NcmStatsDistKernel

NcmStatsDistKernel — An N-dimensional kernel used to compute the kernel density estimation function (KDE) in the NcmStatsDist class.

Functions

Properties

guint dimension Read / Write / Construct Only

Types and Values

Object Hierarchy

    GObject
    ╰── NcmStatsDistKernel
        ├── NcmStatsDistKernelGauss
        ╰── NcmStatsDistKernelST

Description

An N-dimensional kernel used to compute the kernel density estimation function (KDE) in the NcmStatsDist class.

This class provides the tools to generate a kernel function to be used in a kernel density estimation method. Below is a quick review of the kernel density estimation method and some properties of the kernel function, which are generalized for multidimensional problems. For further information, check [Density Estimation for Statistics and Data Analysis, B.W. Silverman].
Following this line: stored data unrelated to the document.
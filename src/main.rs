use std::io;
use std::time::Duration;

use crossterm::{
    event::{
        DisableMouseCapture, EnableMouseCapture, KeyboardEnhancementFlags,
        PopKeyboardEnhancementFlags, PushKeyboardEnhancementFlags,
    },
    execute,
    terminal::{
        disable_raw_mode, enable_raw_mode, supports_keyboard_enhancement, EnterAlternateScreen,
        LeaveAlternateScreen,
    },
};
use log::{debug, info, warn};
use ratatui::backend::CrosstermBackend;
use ratatui::Terminal;

use ufo_hunter::app::App;
use ufo_hunter::config::Settings;
use ufo_hunter::event::{Event, EventHandler};
use ufo_hunter::sound::TerminalSounds;
use ufo_hunter::ui::{self, Viewport};

type Term = Terminal<CrosstermBackend<io::Stdout>>;

fn main() -> io::Result<()> {
    // Settings first: they name the log file.
    let path = Settings::config_path();
    let loaded = Settings::load_from(&path);
    let settings = match &loaded {
        Ok(Some(settings)) => settings.clone(),
        _ => Settings::default(),
    };
    if let Err(e) = simple_logging::log_to_file(&settings.log_file, settings.log_level_filter()) {
        eprintln!("could not open log file {}: {}", settings.log_file, e);
    }
    match loaded {
        Ok(Some(_)) => info!("settings loaded from {}", path.display()),
        Ok(None) => info!("no {} found, using defaults", path.display()),
        Err(e) => warn!("{}; using defaults", e),
    }

    let bell = settings.bell;
    let mut app = App::new(settings, Box::new(TerminalSounds::new(bell)))
        .map_err(|e| io::Error::new(io::ErrorKind::InvalidInput, e))?;

    // Setup terminal
    enable_raw_mode()?;
    let mut stdout = io::stdout();
    execute!(stdout, EnterAlternateScreen, EnableMouseCapture)?;
    let enhanced = supports_keyboard_enhancement().unwrap_or(false);
    if enhanced {
        execute!(
            stdout,
            PushKeyboardEnhancementFlags(KeyboardEnhancementFlags::REPORT_EVENT_TYPES)
        )?;
    }
    app.set_release_events(enhanced);
    info!("key release events: {}", enhanced);

    let backend = CrosstermBackend::new(stdout);
    let mut terminal = Terminal::new(backend)?;
    terminal.clear()?;

    let event_handler = EventHandler::new(Duration::from_secs_f32(app.settings().dt()));
    let result = run(&mut terminal, &mut app, &event_handler);

    // Restore terminal
    if enhanced {
        let _ = execute!(terminal.backend_mut(), PopKeyboardEnhancementFlags);
    }
    disable_raw_mode()?;
    execute!(
        terminal.backend_mut(),
        LeaveAlternateScreen,
        DisableMouseCapture
    )?;
    terminal.show_cursor()?;

    result
}

fn run(terminal: &mut Term, app: &mut App, events: &EventHandler) -> io::Result<()> {
    let mut viewport = Viewport::default();
    terminal.draw(|frame| ui::render(frame, app, &mut viewport))?;

    loop {
        match events.next()? {
            Event::Tick => {
                app.tick();
                terminal.draw(|frame| ui::render(frame, app, &mut viewport))?;
            }
            Event::Key(key) => app.on_key(key),
            Event::Mouse(mouse) => {
                if let Some((x, y)) = viewport.to_canvas(mouse.column, mouse.row) {
                    app.on_pointer(x, y);
                }
            }
            // The next frame picks up the new size.
            Event::Resize(w, h) => debug!("terminal resized to {}x{}", w, h),
        }

        if app.should_quit {
            info!("quitting at level {} with score {}", app.progress().level, app.progress().score);
            return Ok(());
        }
    }
}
Starting with the uni-dimensional case, let $X_1,...,X_n$ be independent and identically distributed (iid) samples drawn from a distribution $f(x)$. The kernel density estimation of the function is \begin{align} \tilde{f}(x) = \sum_{i=1}^{n}K\left(\frac{x-x_i}{h}\right) ,\end{align} where $K$ is the kernel function and $h$ is the bandwidth parameter. The kernel density estimator function must be close to the true density function $f(x)$, which can be tested by analyzing whether the estimator provides similar expected values as the function $f(x)$, that is, the function $\tilde{f}(x)$ must minimize the mean square error (MSE) \begin{align} \label{eqmse} MSE_x(\tilde{f}) = E\left[\tilde{f}(x) - f(x)\right]^2 ,\end{align} where $E$ represents the expected value. This value depends on the choice of the kernel function, the data and the bandwidth. If the estimator $\tilde{f}(x)$ is close enough to the true function, it shall be used to generate samples that are distributed by $f(x)$.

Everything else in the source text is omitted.